**Given records:**

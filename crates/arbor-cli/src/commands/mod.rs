// crates/arbor-cli/src/commands/mod.rs
//
// Command module declarations for the arbor CLI, plus the session that
// every command runs against: the snapshot store, the acting caller, and
// the block height supplied on the command line.

pub mod admin;
pub mod init;
pub mod stake;
pub mod status;
pub mod supply;
pub mod transfer;

use arbor_core::{Address, ArborError, StateStore, TokenError};
use arbor_store::JsonFileStore;
use arbor_token::{TokenParams, TreeToken};

use crate::output::OutputFormat;

/// Everything a command needs besides its own arguments.
pub struct Session {
    pub store: JsonFileStore,
    pub caller: Option<String>,
    pub block: u64,
    pub format: OutputFormat,
    pub params: TokenParams,
}

impl Session {
    /// The acting account. Mutating commands require `--caller`.
    pub fn caller(&self) -> Result<Address, ArborError> {
        match &self.caller {
            Some(raw) => Ok(parse_address(raw)),
            None => Err(ArborError::Config(
                "this command needs --caller <address|label>".to_string(),
            )),
        }
    }

    /// Load the deployed token, failing if `arbor init` has not run.
    pub async fn load_token(&self) -> Result<TreeToken, ArborError> {
        let loaded: Option<TreeToken> = self.store.load().await?;
        loaded.ok_or_else(|| {
            ArborError::NotFound(format!(
                "no token state at {} (run `arbor init` first)",
                self.store.path().display()
            ))
        })
    }

    pub async fn save_token(&self, token: &TreeToken) -> Result<(), ArborError> {
        self.store.save(token).await
    }

    /// Run `op` against the stored token and persist whatever it changed.
    ///
    /// The snapshot is written whenever the state moved, even if `op` then
    /// failed: a partially applied batch keeps its completed entries.
    pub async fn execute<T, F>(&self, op: F) -> Result<T, ArborError>
    where
        F: FnOnce(&mut TreeToken) -> Result<T, TokenError>,
    {
        let mut token = self.load_token().await?;
        let before = token.clone();
        let result = op(&mut token);
        if token != before {
            self.save_token(&token).await?;
        }
        result.map_err(ArborError::from)
    }
}

/// Resolve a command-line account reference.
///
/// Accepts a 64-digit hex address (with or without `0x`), the literal
/// `null`, or any other string as a label hashed by `Address::from_label`.
pub fn parse_address(raw: &str) -> Address {
    if let Ok(address) = raw.parse::<Address>() {
        return address;
    }
    if raw.eq_ignore_ascii_case("null") {
        return Address::NULL;
    }
    Address::from_label(raw)
}

#[cfg(test)]
mod tests {
    use super::*;

    #[test]
    fn test_parse_address_forms() {
        let alice = Address::from_label("alice");
        assert_eq!(parse_address(&alice.to_string()), alice);
        assert_eq!(parse_address(&alice.to_hex()), alice);
        assert_eq!(parse_address("alice"), alice);
        assert_eq!(parse_address("null"), Address::NULL);
        assert!(parse_address("NULL").is_null());
    }

    fn session(label: &str) -> Session {
        let path = std::env::temp_dir()
            .join(format!("arbor_cli_{}_{}", label, uuid::Uuid::now_v7()))
            .join("state.json");
        Session {
            store: JsonFileStore::new(path),
            caller: Some("admin".to_string()),
            block: 0,
            format: OutputFormat::Json,
            params: TokenParams::default(),
        }
    }

    #[tokio::test]
    async fn test_execute_without_state_is_not_found() {
        let session = session("missing");
        let result = session.execute(|token| Ok(token.total_supply())).await;
        assert!(matches!(result, Err(ArborError::NotFound(_))));
    }

    #[tokio::test]
    async fn test_execute_persists_partial_batch() {
        use arbor_token::TransferEntry;

        let session = session("partial_batch");
        let admin = session.caller().unwrap();
        let bob = Address::from_label("bob");
        let mut token = TreeToken::deploy(admin, session.params);
        token.mint(&admin, admin, 100, 0).unwrap();
        session.save_token(&token).await.unwrap();

        let entries = [TransferEntry::new(bob, 60), TransferEntry::new(bob, 60)];
        let result = session
            .execute(|token| token.batch_transfer(&admin, &entries))
            .await;
        assert!(matches!(
            result,
            Err(ArborError::Token(TokenError::InsufficientBalance))
        ));

        let stored = session.load_token().await.unwrap();
        assert_eq!(stored.balance_of(&bob), 60);
        assert_eq!(stored.balance_of(&admin), 40);

        let _ = std::fs::remove_dir_all(session.store.path().parent().unwrap());
    }

    #[test]
    fn test_caller_required() {
        let mut session = session("no_caller");
        session.caller = None;
        assert!(matches!(session.caller(), Err(ArborError::Config(_))));
    }
}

**Task item:**
Each line of the material that contains the string "crates" has to be copied out.

**Your solution:**
filename crates/arbor-cli/src/commands/mod.rs
// crates/arbor-cli/src/commands/mod.rs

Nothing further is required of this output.